Dr Patrick Smith, a consultant psychologist at SLaM’s child and adolescent Trauma Anxiety and Depression Clinic, was part of the collaborative that evaluated the initial face-to-face therapy and developed the app. He is leading the clinical trial with colleagues from the University of East Anglia and Oxford and Cambridge Universities.

Dr Smith said: “The new app was designed with input from young people and includes all the components of the face-to-face therapy which evidence shows does help young patients recover. The app and website are personalised to respond to the particular needs and circumstances of the young person using them. A named therapist calls the young person at least once a week over the course of the 12 week programme to provide help and support.”

As well as having the potential to cut waiting times for therapy for PTSD, the online programme removes the need for visits to clinics at a set time — something that could appeal to young people and their parents.

Online therapy delivered through the app could ensure that more young people affected by PTSD receive treatment more quickly. Many of the clinicians and researchers were involved in developing and trialling cognitive therapy amongst adolescents affected by PTSD more than a decade ago and the treatment is now one of the nationally recommended treatment options for young people.

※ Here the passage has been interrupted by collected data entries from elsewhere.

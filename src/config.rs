//! Configuration for the demonstration driver.
//!
//! Timing parameters come from the environment (a `.env` file is loaded if
//! present) and can be overridden on the command line.

use std::time::Duration;

use crate::error::{ConfigError, Error};

pub const DEFAULT_TIMEOUT_ENV: &str = "DETACH_DEFAULT_TIMEOUT_MS";
pub const API_LATENCY_ENV: &str = "DETACH_API_LATENCY_MS";
pub const SHORT_EXTENSION_ENV: &str = "DETACH_SHORT_EXTENSION_MS";
pub const LONG_EXTENSION_ENV: &str = "DETACH_LONG_EXTENSION_MS";

/// Timing parameters for the four scenarios.
#[derive(Debug, Clone, PartialEq, Eq)]
pub struct DemoConfig {
    /// Deadline of the caller's scope.
    pub default_timeout: Duration,
    /// How long the simulated API call takes.
    pub api_latency: Duration,
    /// Extended deadline that is still too short for the call.
    pub short_extension: Duration,
    /// Extended deadline long enough for the call.
    pub long_extension: Duration,
}

impl Default for DemoConfig {
    fn default() -> Self {
        Self {
            default_timeout: Duration::from_secs(2),
            api_latency: Duration::from_secs(4),
            short_extension: Duration::from_secs(3),
            long_extension: Duration::from_secs(5),
        }
    }
}

impl DemoConfig {
    pub fn new() -> Self {
        Self::default()
    }

    /// Load configuration from environment variables.
    pub fn from_env() -> Result<Self, ConfigError> {
        // Load .env file if present (ignore errors if not found)
        let _ = dotenvy::dotenv();

        let defaults = Self::default();
        Ok(Self {
            default_timeout: duration_ms_env(DEFAULT_TIMEOUT_ENV, defaults.default_timeout)?,
            api_latency: duration_ms_env(API_LATENCY_ENV, defaults.api_latency)?,
            short_extension: duration_ms_env(SHORT_EXTENSION_ENV, defaults.short_extension)?,
            long_extension: duration_ms_env(LONG_EXTENSION_ENV, defaults.long_extension)?,
        })
    }

    pub fn default_timeout(mut self, timeout: Duration) -> Self {
        self.default_timeout = timeout;
        self
    }

    pub fn api_latency(mut self, latency: Duration) -> Self {
        self.api_latency = latency;
        self
    }

    pub fn short_extension(mut self, timeout: Duration) -> Self {
        self.short_extension = timeout;
        self
    }

    pub fn long_extension(mut self, timeout: Duration) -> Self {
        self.long_extension = timeout;
        self
    }

    /// Rejects zero durations, which would make every scenario trivially time out.
    pub fn validate(&self) -> Result<(), Error> {
        for (name, value) in [
            ("default_timeout", self.default_timeout),
            ("api_latency", self.api_latency),
            ("short_extension", self.short_extension),
            ("long_extension", self.long_extension),
        ] {
            if value.is_zero() {
                return Err(Error::InvalidArgument(format!(
                    "{name} must be greater than zero"
                )));
            }
        }
        Ok(())
    }
}

/// Reads a positive millisecond count from `key`.
///
/// An unset or blank variable yields `default`. Zero is rejected, as is
/// anything that is not a whole number of milliseconds.
pub(crate) fn duration_ms_env(key: &str, default: Duration) -> Result<Duration, ConfigError> {
    let raw = match std::env::var(key) {
        Ok(raw) => raw,
        Err(std::env::VarError::NotPresent) => return Ok(default),
        Err(e) => {
            return Err(ConfigError::ParseError(format!("failed to read {key}: {e}")));
        }
    };
    let raw = raw.trim();
    if raw.is_empty() {
        return Ok(default);
    }

    let invalid = |message: String| ConfigError::InvalidValue {
        key: key.to_string(),
        message,
    };
    match raw.parse::<u64>() {
        Ok(0) => Err(invalid("must be greater than zero".to_string())),
        Ok(millis) => Ok(Duration::from_millis(millis)),
        Err(e) => Err(invalid(format!("expected milliseconds, got {raw:?}: {e}"))),
    }
}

Dr Smith, who is also research director for the King’s Doctorate in Clinical Psychology at King’s College London’s Institute of Psychiatry, Psychology & Neuroscience, said: “It is important that PTSD symptoms are addressed during adolescence as this is a time when young people are developing skills essential to building and maintaining friendships and relationships; as well as facing exams that will have a significant impact on their opportunities and choices in life.”